### TASK STATEMENT
Set down word for word the lines that begin the entries and run through the line containing "use crate::api::rest::error::map_domain_error;". Give nothing further.

(Saved data entries)
·····
use axum::{
    extract::{Path, Query},
    http::{StatusCode, Uri},
    response::Json,
    Extension,
};
use std::sync::Arc;
use uuid::Uuid;

use api_problem::ProblemResponse;

use crate::api::rest::dto::{
    AppointmentDto, CreateAppointmentReq, CreateLogReq, LogDto, SuccessDto, UpdateAppointmentReq,
    UpdateLogReq, UserScopeQuery,
};
use crate::api::rest::error::map_domain_error;
use crate::domain::service::Service;

/// List a user's appointments ordered by date.
#[utoipa::path(
    get,
    path = "/appointments/{userId}",
    tag = "planner",
    params(("userId" = Uuid, Path, description = "Owner user UUID")),
    responses((status = 200, description = "Appointments", body = [AppointmentDto]))
)]
pub async fn list_appointments(
    uri: Uri,
    Extension(svc): Extension<Arc<Service>>,
    Path(user_id): Path<Uuid>,
) -> Result<Json<Vec<AppointmentDto>>, ProblemResponse> {
    match svc.list_appointments(user_id).await {
        Ok(rows) => Ok(Json(rows.into_iter().map(Into::into).collect())),
        Err(e) => Err(map_domain_error(&e, uri.path())),
    }
}

/// Create an appointment.
#[utoipa::path(
    post,
    path = "/appointments",
    tag = "planner",
    request_body = CreateAppointmentReq,
    responses(
        (status = 201, description = "Created appointment", body = AppointmentDto),
        (status = 400, description = "Missing title or invalid times")
    )
)]
pub async fn create_appointment(
    uri: Uri,
    Extension(svc): Extension<Arc<Service>>,
    Json(req): Json<CreateAppointmentReq>,
) -> Result<(StatusCode, Json<AppointmentDto>), ProblemResponse> {
    match svc.create_appointment(req.into()).await {
        Ok(row) => Ok((StatusCode::CREATED, Json(row.into()))),
        Err(e) => Err(map_domain_error(&e, uri.path())),
    }
}

/// Update an appointment owned by the requesting user.
#[utoipa::path(
    put,
    path = "/appointments/{id}",
    tag = "planner",
    params(("id" = Uuid, Path, description = "Appointment UUID")),
    request_body = UpdateAppointmentReq,
    responses(
        (status = 200, description = "Updated appointment", body = AppointmentDto),
        (status = 404, description = "Unknown appointment")
    )
)]
pub async fn update_appointment(
    uri: Uri,
    Extension(svc): Extension<Arc<Service>>,
    Path(id): Path<Uuid>,
    Json(req): Json<UpdateAppointmentReq>,
) -> Result<Json<AppointmentDto>, ProblemResponse> {
    let user_id = req.user_id;
    match svc.update_appointment(id, user_id, req.into()).await {
        Ok(row) => Ok(Json(row.into())),
        Err(e) => Err(map_domain_error(&e, uri.path())),
    }
}

/// Delete an appointment; dependent logs are removed first.
#[utoipa::path(
    delete,
    path = "/appointments/{id}",
    tag = "planner",
    params(
        ("id" = Uuid, Path, description = "Appointment UUID"),
        ("userId" = Uuid, Query, description = "Owner user UUID")
    ),
    responses(
        (status = 200, description = "Deleted", body = SuccessDto),
        (status = 404, description = "Unknown appointment")
    )
)]
pub async fn delete_appointment(
    uri: Uri,
    Extension(svc): Extension<Arc<Service>>,
    Path(id): Path<Uuid>,
    Query(scope): Query<UserScopeQuery>,
) -> Result<Json<SuccessDto>, ProblemResponse> {
    match svc.delete_appointment(id, scope.user_id).await {
        Ok(()) => Ok(Json(SuccessDto::ok())),
        Err(e) => Err(map_domain_error(&e, uri.path())),
    }
}

/// List a user's logs, newest first.
#[utoipa::path(
    get,
    path = "/logs/{userId}",
    tag = "planner",
    params(("userId" = Uuid, Path, description = "Owner user UUID")),
    responses((status = 200, description = "Logs", body = [LogDto]))
)]
pub async fn list_logs(
    uri: Uri,
    Extension(svc): Extension<Arc<Service>>,
    Path(user_id): Path<Uuid>,
) -> Result<Json<Vec<LogDto>>, ProblemResponse> {
    match svc.list_logs(user_id).await {
        Ok(rows) => Ok(Json(rows.into_iter().map(Into::into).collect())),
        Err(e) => Err(map_domain_error(&e, uri.path())),
    }
}

/// Create a log, optionally attached to an owned appointment.
#[utoipa::path(
    post,
    path = "/logs",
    tag = "planner",
    request_body = CreateLogReq,
    responses(
        (status = 201, description = "Created log", body = LogDto),
        (status = 400, description = "Missing text"),
        (status = 403, description = "Appointment owned by another user"),
        (status = 404, description = "Unknown appointment")
    )
)]
pub async fn create_log(
    uri: Uri,
    Extension(svc): Extension<Arc<Service>>,
    Json(req): Json<CreateLogReq>,
) -> Result<(StatusCode, Json<LogDto>), ProblemResponse> {
    match svc.create_log(req.into()).await {
        Ok(row) => Ok((StatusCode::CREATED, Json(row.into()))),
        Err(e) => Err(map_domain_error(&e, uri.path())),
    }
}

/// Update a log owned by the requesting user.
#[utoipa::path(
    put,
    path = "/logs/{id}",
    tag = "planner",
    params(("id" = Uuid, Path, description = "Log UUID")),
    request_body = UpdateLogReq,
    responses(
        (status = 200, description = "Updated log", body = LogDto),
        (status = 403, description = "Log owned by another user"),
        (status = 404, description = "Unknown log")
    )
)]
pub async fn update_log(
    uri: Uri,
    Extension(svc): Extension<Arc<Service>>,
    Path(id): Path<Uuid>,
    Json(req): Json<UpdateLogReq>,
) -> Result<Json<LogDto>, ProblemResponse> {
    let user_id = req.user_id;
    match svc.update_log(id, user_id, req.into()).await {
        Ok(row) => Ok(Json(row.into())),
        Err(e) => Err(map_domain_error(&e, uri.path())),
    }
}

/// Delete a log.
#[utoipa::path(
    delete,
    path = "/logs/{id}",
    tag = "planner",
    params(
        ("id" = Uuid, Path, description = "Log UUID"),
        ("userId" = Uuid, Query, description = "Owner user UUID")
    ),
    responses(
        (status = 200, description = "Deleted", body = SuccessDto),
        (status = 404, description = "Unknown log")
    )
)]
pub async fn delete_log(
    uri: Uri,
    Extension(svc): Extension<Arc<Service>>,
    Path(id): Path<Uuid>,
    Query(scope): Query<UserScopeQuery>,
) -> Result<Json<SuccessDto>, ProblemResponse> {
    match svc.delete_log(id, scope.user_id).await {
        Ok(()) => Ok(Json(SuccessDto::ok())),
        Err(e) => Err(map_domain_error(&e, uri.path())),
    }
}
use axum::response::Json;
use std::sync::OnceLock;
use utoipa::OpenApi;

/// Aggregated OpenAPI document for every module's REST surface.
#[derive(OpenApi)]
#[openapi(
    info(
        title = "Memora Server API",
        description = "Backend façade for the Memora companion app",
        version = "0.1.0"
    ),
    paths(
        accounts::api::rest::handlers::register,
        accounts::api::rest::handlers::login,
        accounts::api::rest::handlers::change_password,
        accounts::api::rest::handlers::request_email_change,
        accounts::api::rest::handlers::confirm_email_change,
        accounts::api::rest::handlers::delete_account,
        accounts::api::rest::handlers::upload_avatar,
        accounts::api::rest::handlers::get_profile,
        accounts::api::rest::handlers::update_profile,
        accounts::api::rest::handlers::register_push_token,
        accounts::api::rest::handlers::list_notifications,
        accounts::api::rest::handlers::generate_family_link,
        accounts::api::rest::handlers::get_family_link,
        accounts::api::rest::handlers::set_family_link_status,
        planner::api::rest::handlers::list_appointments,
        planner::api::rest::handlers::create_appointment,
        planner::api::rest::handlers::update_appointment,
        planner::api::rest::handlers::delete_appointment,
        planner::api::rest::handlers::list_logs,
        planner::api::rest::handlers::create_log,
        planner::api::rest::handlers::update_log,
        planner::api::rest::handlers::delete_log,
        guides::api::rest::handlers::match_guides,
        feedback::api::submit_feedback,
    ),
    components(schemas(
        api_problem::Problem,
        accounts::api::rest::dto::RegisterReq,
        accounts::api::rest::dto::RegisteredUserDto,
        accounts::api::rest::dto::LoginReq,
        accounts::api::rest::dto::UserDto,
        accounts::api::rest::dto::ChangePasswordReq,
        accounts::api::rest::dto::RequestEmailChangeReq,
        accounts::api::rest::dto::ConfirmEmailChangeReq,
        accounts::api::rest::dto::SuccessDto,
        accounts::api::rest::dto::EmailChangedDto,
        accounts::api::rest::dto::AvatarDto,
        accounts::api::rest::dto::UpdateProfileReq,
        accounts::api::rest::dto::PushTokenReq,
        accounts::api::rest::dto::NotificationDto,
        accounts::api::rest::dto::NotificationListDto,
        accounts::api::rest::dto::GenerateFamilyLinkReq,
        accounts::api::rest::dto::FamilyLinkDto,
        accounts::api::rest::dto::FamilyLinkStatusReq,
        planner::api::rest::dto::SuccessDto,
        planner::api::rest::dto::AppointmentDto,
        planner::api::rest::dto::CreateAppointmentReq,
        planner::api::rest::dto::UpdateAppointmentReq,
        planner::api::rest::dto::LogDto,
        planner::api::rest::dto::CreateLogReq,
        planner::api::rest::dto::UpdateLogReq,
        guides::api::rest::dto::MatchGuidesReq,
        guides::api::rest::dto::GuideDto,
        guides::api::rest::dto::GuideListDto,
        feedback::api::SubmitFeedbackReq,
    ))
)]
pub struct ApiDoc;

/// Serve the document as static JSON; built once, no per-request rebuilding.
pub async fn openapi_json() -> Json<serde_json::Value> {
    static DOC: OnceLock<serde_json::Value> = OnceLock::new();
    let doc = DOC.get_or_init(|| {
        serde_json::to_value(ApiDoc::openapi()).unwrap_or_else(|_| serde_json::json!({}))
    });
    Json(doc.clone())
}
·····
### WRITTEN RESPONSE
use axum::{
    extract::{Path, Query},
    http::{StatusCode, Uri},
    response::Json,
    Extension,
};
use std::sync::Arc;
use uuid::Uuid;

use api_problem::ProblemResponse;

use crate::api::rest::dto::{
    AppointmentDto, CreateAppointmentReq, CreateLogReq, LogDto, SuccessDto, UpdateAppointmentReq,
    UpdateLogReq, UserScopeQuery,
};
use crate::api::rest::error::map_domain_error;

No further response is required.